--- DATASET EXCERPTS ---
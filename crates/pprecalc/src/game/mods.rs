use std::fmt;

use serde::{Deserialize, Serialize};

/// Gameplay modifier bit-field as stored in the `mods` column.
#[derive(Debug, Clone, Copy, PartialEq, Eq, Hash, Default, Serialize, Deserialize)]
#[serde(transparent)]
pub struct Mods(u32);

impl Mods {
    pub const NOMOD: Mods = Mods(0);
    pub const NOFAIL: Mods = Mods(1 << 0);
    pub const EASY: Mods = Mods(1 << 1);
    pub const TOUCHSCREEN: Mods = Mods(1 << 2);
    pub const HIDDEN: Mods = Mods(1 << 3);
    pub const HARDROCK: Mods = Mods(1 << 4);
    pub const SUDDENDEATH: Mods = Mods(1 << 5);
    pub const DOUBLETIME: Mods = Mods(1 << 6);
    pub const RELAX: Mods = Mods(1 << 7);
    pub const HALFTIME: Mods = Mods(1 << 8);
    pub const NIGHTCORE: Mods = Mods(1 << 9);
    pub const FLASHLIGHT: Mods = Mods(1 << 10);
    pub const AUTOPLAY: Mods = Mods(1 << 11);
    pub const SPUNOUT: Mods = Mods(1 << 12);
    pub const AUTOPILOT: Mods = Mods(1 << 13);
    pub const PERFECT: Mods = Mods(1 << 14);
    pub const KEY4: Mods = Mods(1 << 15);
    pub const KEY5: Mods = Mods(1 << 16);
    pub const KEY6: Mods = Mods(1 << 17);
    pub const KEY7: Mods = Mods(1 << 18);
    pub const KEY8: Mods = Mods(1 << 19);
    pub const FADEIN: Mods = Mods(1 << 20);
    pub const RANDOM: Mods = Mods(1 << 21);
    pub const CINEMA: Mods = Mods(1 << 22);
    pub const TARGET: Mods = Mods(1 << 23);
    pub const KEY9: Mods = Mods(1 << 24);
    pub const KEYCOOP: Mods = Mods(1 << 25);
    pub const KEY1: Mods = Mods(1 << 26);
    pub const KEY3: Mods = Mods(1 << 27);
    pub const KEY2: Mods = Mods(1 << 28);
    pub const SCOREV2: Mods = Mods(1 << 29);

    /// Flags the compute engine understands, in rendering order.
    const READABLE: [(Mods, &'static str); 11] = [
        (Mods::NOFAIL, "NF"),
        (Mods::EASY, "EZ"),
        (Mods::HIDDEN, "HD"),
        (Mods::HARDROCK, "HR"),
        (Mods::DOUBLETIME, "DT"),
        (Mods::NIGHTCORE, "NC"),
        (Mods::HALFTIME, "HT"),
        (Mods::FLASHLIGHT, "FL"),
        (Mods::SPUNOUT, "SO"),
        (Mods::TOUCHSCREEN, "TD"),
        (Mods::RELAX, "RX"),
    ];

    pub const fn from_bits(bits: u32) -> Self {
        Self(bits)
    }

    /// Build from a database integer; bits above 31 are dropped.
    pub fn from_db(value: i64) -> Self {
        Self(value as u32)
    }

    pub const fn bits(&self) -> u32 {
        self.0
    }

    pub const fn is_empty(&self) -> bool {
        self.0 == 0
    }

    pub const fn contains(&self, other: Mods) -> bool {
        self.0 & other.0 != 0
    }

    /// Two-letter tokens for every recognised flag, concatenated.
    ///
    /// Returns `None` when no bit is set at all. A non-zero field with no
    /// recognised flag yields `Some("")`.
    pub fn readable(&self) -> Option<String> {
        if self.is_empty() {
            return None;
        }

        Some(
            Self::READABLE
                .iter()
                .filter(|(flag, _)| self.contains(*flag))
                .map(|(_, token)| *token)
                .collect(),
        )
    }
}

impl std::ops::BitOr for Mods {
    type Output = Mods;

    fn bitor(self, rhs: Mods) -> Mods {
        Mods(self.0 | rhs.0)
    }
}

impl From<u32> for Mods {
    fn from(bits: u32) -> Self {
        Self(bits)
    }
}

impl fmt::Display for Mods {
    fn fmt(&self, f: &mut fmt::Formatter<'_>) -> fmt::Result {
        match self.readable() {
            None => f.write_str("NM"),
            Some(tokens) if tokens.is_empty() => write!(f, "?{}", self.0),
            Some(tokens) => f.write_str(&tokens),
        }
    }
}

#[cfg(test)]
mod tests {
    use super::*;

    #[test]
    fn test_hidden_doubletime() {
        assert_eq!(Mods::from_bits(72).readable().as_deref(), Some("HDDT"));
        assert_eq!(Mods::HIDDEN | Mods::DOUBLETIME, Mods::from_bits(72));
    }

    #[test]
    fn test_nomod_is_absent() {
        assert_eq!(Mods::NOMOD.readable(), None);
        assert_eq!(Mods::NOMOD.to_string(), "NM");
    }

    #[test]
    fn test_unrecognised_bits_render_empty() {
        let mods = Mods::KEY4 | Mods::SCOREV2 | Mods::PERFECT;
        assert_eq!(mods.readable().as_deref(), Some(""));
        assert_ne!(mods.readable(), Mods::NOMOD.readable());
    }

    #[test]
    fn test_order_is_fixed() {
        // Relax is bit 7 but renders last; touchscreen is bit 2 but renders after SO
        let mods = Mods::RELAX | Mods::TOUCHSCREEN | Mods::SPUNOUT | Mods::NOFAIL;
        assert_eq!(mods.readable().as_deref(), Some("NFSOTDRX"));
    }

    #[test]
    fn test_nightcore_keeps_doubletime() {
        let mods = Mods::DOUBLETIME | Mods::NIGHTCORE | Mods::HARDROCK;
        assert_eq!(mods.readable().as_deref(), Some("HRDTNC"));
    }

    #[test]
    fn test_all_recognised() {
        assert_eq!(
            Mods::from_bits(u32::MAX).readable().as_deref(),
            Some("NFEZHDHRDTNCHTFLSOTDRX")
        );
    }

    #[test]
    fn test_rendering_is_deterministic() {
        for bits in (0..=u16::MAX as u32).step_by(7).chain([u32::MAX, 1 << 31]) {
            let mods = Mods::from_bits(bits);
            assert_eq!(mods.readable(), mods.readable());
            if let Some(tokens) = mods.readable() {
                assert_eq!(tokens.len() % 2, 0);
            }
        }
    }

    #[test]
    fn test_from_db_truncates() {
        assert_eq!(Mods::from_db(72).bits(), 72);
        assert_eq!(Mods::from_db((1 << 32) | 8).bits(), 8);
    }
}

---

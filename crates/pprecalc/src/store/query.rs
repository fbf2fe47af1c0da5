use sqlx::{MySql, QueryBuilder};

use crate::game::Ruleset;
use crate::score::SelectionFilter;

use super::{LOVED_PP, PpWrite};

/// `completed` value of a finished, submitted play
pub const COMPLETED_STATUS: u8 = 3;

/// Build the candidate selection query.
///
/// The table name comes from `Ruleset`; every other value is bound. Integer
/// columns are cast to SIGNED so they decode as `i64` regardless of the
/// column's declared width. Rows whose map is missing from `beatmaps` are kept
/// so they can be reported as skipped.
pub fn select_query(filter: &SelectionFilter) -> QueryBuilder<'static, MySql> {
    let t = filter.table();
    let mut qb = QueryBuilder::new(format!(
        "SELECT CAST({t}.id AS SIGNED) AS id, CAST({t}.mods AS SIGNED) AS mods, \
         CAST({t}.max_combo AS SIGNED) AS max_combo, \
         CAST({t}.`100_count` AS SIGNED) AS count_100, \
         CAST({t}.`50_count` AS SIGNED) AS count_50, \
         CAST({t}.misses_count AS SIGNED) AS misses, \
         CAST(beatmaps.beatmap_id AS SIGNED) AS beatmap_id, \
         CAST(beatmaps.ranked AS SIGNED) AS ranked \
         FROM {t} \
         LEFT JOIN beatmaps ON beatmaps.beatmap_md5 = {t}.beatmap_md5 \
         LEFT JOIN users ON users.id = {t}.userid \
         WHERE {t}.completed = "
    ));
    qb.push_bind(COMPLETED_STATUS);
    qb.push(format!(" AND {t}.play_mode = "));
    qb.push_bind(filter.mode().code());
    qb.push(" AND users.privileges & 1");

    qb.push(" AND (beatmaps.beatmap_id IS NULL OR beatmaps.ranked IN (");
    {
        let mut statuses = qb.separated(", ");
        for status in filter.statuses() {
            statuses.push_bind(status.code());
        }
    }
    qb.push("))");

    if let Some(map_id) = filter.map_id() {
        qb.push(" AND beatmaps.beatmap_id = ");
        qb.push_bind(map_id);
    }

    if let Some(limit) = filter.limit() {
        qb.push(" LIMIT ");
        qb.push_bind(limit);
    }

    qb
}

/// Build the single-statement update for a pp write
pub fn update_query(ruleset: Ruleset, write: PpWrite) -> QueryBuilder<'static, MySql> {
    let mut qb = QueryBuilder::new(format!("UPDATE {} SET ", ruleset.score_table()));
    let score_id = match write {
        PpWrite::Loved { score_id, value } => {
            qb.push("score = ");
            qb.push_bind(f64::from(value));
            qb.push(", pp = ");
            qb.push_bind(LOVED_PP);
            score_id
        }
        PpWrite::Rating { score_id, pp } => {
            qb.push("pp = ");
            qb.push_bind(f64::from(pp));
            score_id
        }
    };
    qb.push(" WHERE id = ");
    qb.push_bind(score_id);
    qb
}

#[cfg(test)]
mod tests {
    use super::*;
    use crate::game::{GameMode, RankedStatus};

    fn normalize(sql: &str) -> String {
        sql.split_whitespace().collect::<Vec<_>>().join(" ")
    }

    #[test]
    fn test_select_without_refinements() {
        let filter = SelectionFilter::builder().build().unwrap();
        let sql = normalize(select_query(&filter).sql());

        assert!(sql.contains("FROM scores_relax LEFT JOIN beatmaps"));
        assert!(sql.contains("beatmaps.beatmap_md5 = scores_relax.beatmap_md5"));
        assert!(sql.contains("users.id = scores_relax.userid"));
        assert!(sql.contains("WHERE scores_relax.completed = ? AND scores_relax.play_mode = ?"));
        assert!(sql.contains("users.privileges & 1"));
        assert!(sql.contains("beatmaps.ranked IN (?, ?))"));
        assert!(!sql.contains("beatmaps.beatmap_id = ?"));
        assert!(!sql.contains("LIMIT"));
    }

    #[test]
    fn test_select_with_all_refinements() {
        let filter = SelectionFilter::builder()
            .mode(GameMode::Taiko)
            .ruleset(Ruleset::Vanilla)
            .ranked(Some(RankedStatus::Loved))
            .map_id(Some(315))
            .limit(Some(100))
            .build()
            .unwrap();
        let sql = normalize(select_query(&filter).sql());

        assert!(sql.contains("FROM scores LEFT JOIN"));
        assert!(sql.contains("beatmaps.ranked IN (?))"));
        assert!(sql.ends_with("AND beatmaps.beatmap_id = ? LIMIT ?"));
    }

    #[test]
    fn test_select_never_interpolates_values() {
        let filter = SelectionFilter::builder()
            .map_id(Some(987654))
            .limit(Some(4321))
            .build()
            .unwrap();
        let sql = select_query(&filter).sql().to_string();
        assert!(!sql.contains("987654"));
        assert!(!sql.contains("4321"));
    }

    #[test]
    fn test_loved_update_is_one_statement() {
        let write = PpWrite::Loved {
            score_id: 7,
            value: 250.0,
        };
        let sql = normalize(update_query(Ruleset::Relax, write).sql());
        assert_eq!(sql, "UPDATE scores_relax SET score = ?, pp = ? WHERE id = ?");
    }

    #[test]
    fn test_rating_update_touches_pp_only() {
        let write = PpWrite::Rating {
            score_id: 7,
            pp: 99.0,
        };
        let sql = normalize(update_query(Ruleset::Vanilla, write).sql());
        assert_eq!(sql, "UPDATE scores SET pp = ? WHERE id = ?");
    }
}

--- EXERCISE OBJECTIVE ---
Across all the entries, how many lines hold the string "SIGNED"? Only the number is needed.

--- ANSWER TO THE PROBLEM ---
8